Bremen (epd). Bremens leitender evangelischer Theologe Bernd Kuschnerus hat die Morddrohungen gegen den Ratsvorsitzenden der Evangelischen Kirche in Deutschland (EKD), Bischof Heinrich Bedford-Strohm, scharf kritisiert. «Dass jemand bedroht wird, weil er sich für Nächstenliebe einsetzt, ist unfassbar. Eine Gesellschaft darf das nicht hinnehmen», sagte Kuschnerus am Sonntag in einem Festgottesdienst zum 1.000-jährigen Bestehen der Kirche Unser Lieben Frauen in der Bremer Innenstadt. Die Kirche ist nach dem benachbarten St.-Petri-Dom die älteste Kirche Bremens.

 

Die Morddrohungen gegen Bedford-Strohm seien keine Einzelfälle. «Wir wissen längst, dass hasserfüllte Sprache zu Gewalttaten führen kann», sagte Kuschnerus laut seinem Predigtmanuskript und verwies auf den Anschlag im vergangenen Jahr auf die jüdische Synagoge in Halle. Dem Hass müsse widersprochen werden, «sei es im Internet oder im Supermarkt».

 

Der Theologe warnte in seiner Predigt vor einem Auseinanderdriften der Gesellschaft. «Sie zerfällt in Milieus und Interessengruppen und zerfasert in den Filterblasen und Echokammern sogenannter sozialer Netzwerke.» Die Kirche sei dagegen ein Ort der Begegnung und der Gemeinschaft.

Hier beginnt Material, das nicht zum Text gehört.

//! Simulated clock, serial port and pocket computer for unit tests
//!
//! All three share state through `Rc` so a test can keep a handle after
//! moving a clone into the code under test.

use std::cell::{Cell, RefCell, RefMut};
use std::collections::VecDeque;
use std::rc::Rc;

use pocketlink_hal::{Clock, SerialRx, SerialTx};

use crate::traits::{InputLine, OutputLine, SharpBus};

/// Time consumed by every clock read
const TICK_US: u64 = 1;

/// Simulated monotonic clock
#[derive(Clone, Default)]
pub struct SimClock {
    now: Rc<Cell<u64>>,
}

impl SimClock {
    pub fn new() -> Self {
        Self::default()
    }

    /// Current time without consuming a tick
    pub fn peek(&self) -> u64 {
        self.now.get()
    }

    pub fn advance(&self, us: u64) {
        self.now.set(self.now.get() + us);
    }
}

impl Clock for SimClock {
    fn now_us(&self) -> u64 {
        let t = self.now.get();
        self.now.set(t + TICK_US);
        t
    }

    fn delay_us(&self, us: u32) {
        self.advance(u64::from(us));
    }
}

#[derive(Default)]
struct SerialState {
    /// Bytes from the host with the time they become readable
    rx: VecDeque<(u64, u8)>,
    tx: Vec<u8>,
    tx_failing: bool,
}

/// Simulated host serial port
#[derive(Clone)]
pub struct SimSerial {
    clock: SimClock,
    state: Rc<RefCell<SerialState>>,
}

impl SimSerial {
    pub fn new(clock: &SimClock) -> Self {
        Self {
            clock: clock.clone(),
            state: Rc::default(),
        }
    }

    /// Queue host bytes that are readable immediately
    pub fn push_rx(&self, bytes: &[u8]) {
        self.push_rx_at(0, bytes);
    }

    /// Queue host bytes that become readable at `at_us`
    pub fn push_rx_at(&self, at_us: u64, bytes: &[u8]) {
        let mut state = self.state.borrow_mut();
        state.rx.extend(bytes.iter().map(|&b| (at_us, b)));
    }

    pub fn rx_pending(&self) -> usize {
        self.state.borrow().rx.len()
    }

    /// Everything the bridge sent, draining the log
    pub fn take_tx(&self) -> Vec<u8> {
        core::mem::take(&mut self.state.borrow_mut().tx)
    }

    pub fn set_tx_failing(&self, failing: bool) {
        self.state.borrow_mut().tx_failing = failing;
    }
}

impl SerialTx for SimSerial {
    type Error = ();

    fn write_blocking(&mut self, data: &[u8]) -> Result<(), ()> {
        let mut state = self.state.borrow_mut();
        if state.tx_failing {
            return Err(());
        }
        state.tx.extend_from_slice(data);
        Ok(())
    }

    fn flush(&mut self) -> Result<(), ()> {
        Ok(())
    }
}

impl SerialRx for SimSerial {
    type Error = ();

    fn try_read_byte(&mut self) -> Result<Option<u8>, ()> {
        let now = self.clock.peek();
        let mut state = self.state.borrow_mut();
        match state.rx.front() {
            Some(&(at, byte)) if at <= now => {
                state.rx.pop_front();
                Ok(Some(byte))
            }
            _ => Ok(None),
        }
    }
}

/// Which side drives the data line for the bit in flight
#[derive(Clone, Copy, PartialEq, Eq)]
enum BitRole {
    Talk,
    Listen,
}

/// Pocket computer model
///
/// Responds to ACK edges immediately: on a rising edge it raises BUSY and
/// either presents the next outgoing bit on DOUT or latches DIN.
pub struct BusState {
    /// Value on the select lines
    pub select: u8,
    /// Reacts to ACK at all
    pub responsive: bool,
    /// BUSY held high regardless of the handshake
    pub busy_stuck: bool,
    /// Bytes the computer sends (printer output or disk command)
    pub talk: VecDeque<u8>,
    /// Hold XOUT high while `talk` has bytes
    pub disk_command: bool,
    /// Further disk commands, each raised after XOUT has been seen low
    pub queued_commands: VecDeque<Vec<u8>>,
    /// Stop answering ACK once this many bytes were received
    pub silent_after: Option<usize>,
    /// Bytes the computer received from the bridge
    pub received: Vec<u8>,
    /// Tape signal on XOUT as absolute toggle times
    pub xout_edges: Vec<u64>,
    pub ack: bool,
    pub din: bool,
    pub xin: bool,
    pub beep: bool,
    pub beep_pulses: u32,
    /// Every XIN drive with its time
    pub xin_log: Vec<(u64, bool)>,
    busy: bool,
    dout: bool,
    role: Option<BitRole>,
    talk_bit: u8,
    talk_current: Option<u8>,
    listen_bit: u8,
    listen_value: u8,
    xout_cursor: usize,
    xout_low_seen: bool,
}

impl Default for BusState {
    fn default() -> Self {
        Self {
            select: 0,
            responsive: true,
            busy_stuck: false,
            talk: VecDeque::new(),
            disk_command: false,
            queued_commands: VecDeque::new(),
            silent_after: None,
            received: Vec::new(),
            xout_edges: Vec::new(),
            ack: false,
            din: false,
            xin: false,
            beep: false,
            beep_pulses: 0,
            xin_log: Vec::new(),
            busy: false,
            dout: false,
            role: None,
            talk_bit: 0,
            talk_current: None,
            listen_bit: 0,
            listen_value: 0,
            xout_cursor: 0,
            xout_low_seen: false,
        }
    }
}

impl BusState {
    fn talking(&self) -> bool {
        self.talk_current.is_some() || !self.talk.is_empty()
    }

    fn ack_rising(&mut self) {
        if self.talking() {
            let byte = match self.talk_current {
                Some(b) => b,
                None => {
                    let b = self.talk.pop_front().unwrap_or(0);
                    self.talk_current = Some(b);
                    b
                }
            };
            self.dout = byte & (1 << self.talk_bit) != 0;
            self.role = Some(BitRole::Talk);
        } else {
            if self.din {
                self.listen_value |= 1 << self.listen_bit;
            }
            self.role = Some(BitRole::Listen);
        }
        self.busy = true;
    }

    fn ack_falling(&mut self) {
        match self.role.take() {
            Some(BitRole::Talk) => {
                self.talk_bit += 1;
                if self.talk_bit == 8 {
                    self.talk_bit = 0;
                    self.talk_current = None;
                }
            }
            Some(BitRole::Listen) => {
                self.listen_bit += 1;
                if self.listen_bit == 8 {
                    self.received.push(self.listen_value);
                    self.listen_bit = 0;
                    self.listen_value = 0;
                    if self.silent_after == Some(self.received.len()) {
                        self.responsive = false;
                    }
                }
            }
            None => {}
        }
        self.busy = false;
    }

    fn xout(&mut self, now: u64) -> bool {
        if self.xout_edges.is_empty() {
            if !self.talking() {
                if !self.xout_low_seen {
                    self.xout_low_seen = true;
                } else if let Some(command) = self.queued_commands.pop_front() {
                    self.talk.extend(command);
                    self.xout_low_seen = false;
                }
            }
            return self.disk_command && self.talking();
        }
        while self.xout_cursor < self.xout_edges.len() && self.xout_edges[self.xout_cursor] <= now {
            self.xout_cursor += 1;
        }
        self.xout_cursor % 2 == 1
    }
}

/// Simulated pocket computer on the bus
#[derive(Clone)]
pub struct SimBus {
    clock: SimClock,
    state: Rc<RefCell<BusState>>,
}

impl SimBus {
    pub fn new(clock: &SimClock) -> Self {
        Self {
            clock: clock.clone(),
            state: Rc::default(),
        }
    }

    pub fn state(&self) -> RefMut<'_, BusState> {
        self.state.borrow_mut()
    }

    /// Times at which XIN actually changed level
    pub fn xin_edges(&self) -> Vec<u64> {
        let state = self.state.borrow();
        let mut level = false;
        let mut edges = Vec::new();
        for &(at, high) in &state.xin_log {
            if high != level {
                edges.push(at);
                level = high;
            }
        }
        edges
    }
}

impl SharpBus for SimBus {
    fn sample(&mut self, line: InputLine) -> bool {
        let now = self.clock.peek();
        let mut state = self.state.borrow_mut();
        match line {
            InputLine::Busy => state.busy || state.busy_stuck,
            InputLine::Dout => state.dout,
            InputLine::Xout => state.xout(now),
            InputLine::Sel1 => state.select & 0x01 != 0,
            InputLine::Sel2 => state.select & 0x02 != 0,
        }
    }

    fn drive(&mut self, line: OutputLine, high: bool) {
        let now = self.clock.peek();
        let mut state = self.state.borrow_mut();
        match line {
            OutputLine::Ack => {
                let was = state.ack;
                state.ack = high;
                if state.responsive && !was && high {
                    state.ack_rising();
                } else if state.responsive && was && !high {
                    state.ack_falling();
                }
            }
            OutputLine::Din => state.din = high,
            OutputLine::Xin => {
                state.xin = high;
                state.xin_log.push((now, high));
            }
            OutputLine::Beep => {
                if high && !state.beep {
                    state.beep_pulses += 1;
                }
                state.beep = high;
            }
        }
    }
}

Dies zeige sich deutlich am Beispiel der Jubiläumskirche und dem Engagement der Gemeinde für die Ärmsten in der Stadt. Als Citykirche stehe sie an der Seite der Menschen. «Dann ist es egal, ob er oder sie anders gekleidet ist oder anders aussieht als wir, oder ganz anders lebt, oder denkt oder spricht.»

 

Der Sakralbau geht auf eine Holzkirche aus dem Jahr 1020 zurück, die in der Amtszeit von Erzbischof Unwan begründet wurde. Der heutige Steinbau mit der unterirdischen St.-Veits-Kapelle und dem kleineren romanischen Südturm stammt zum Teil aus der Mitte des 12. Jahrhunderts. Bis zum Rathausbau 1410 war die Kirche der Versammlungsraum für Bürgergruppen und Rat. Außerdem wurden hier auch die Armen gespeist. Im Oktober 1944 wurde die Kirche bei einem Bombenangriff schwer beschädigt. Der Wiederaufbau dauerte über zwei Jahrzehnte.

 

Der Festgottesdienst war der Auftakt zu weiteren Veranstaltungen im Jubiläumsjahr. Geplant sind unter anderem Konzerte, Kunst, Ausstellungen und Vorträge, aber auch eine Open-Air-Aktion mit Liegestühlen auf dem Liebfrauenkirchhof und einem Erzähltreffen mit Hundertjährigen.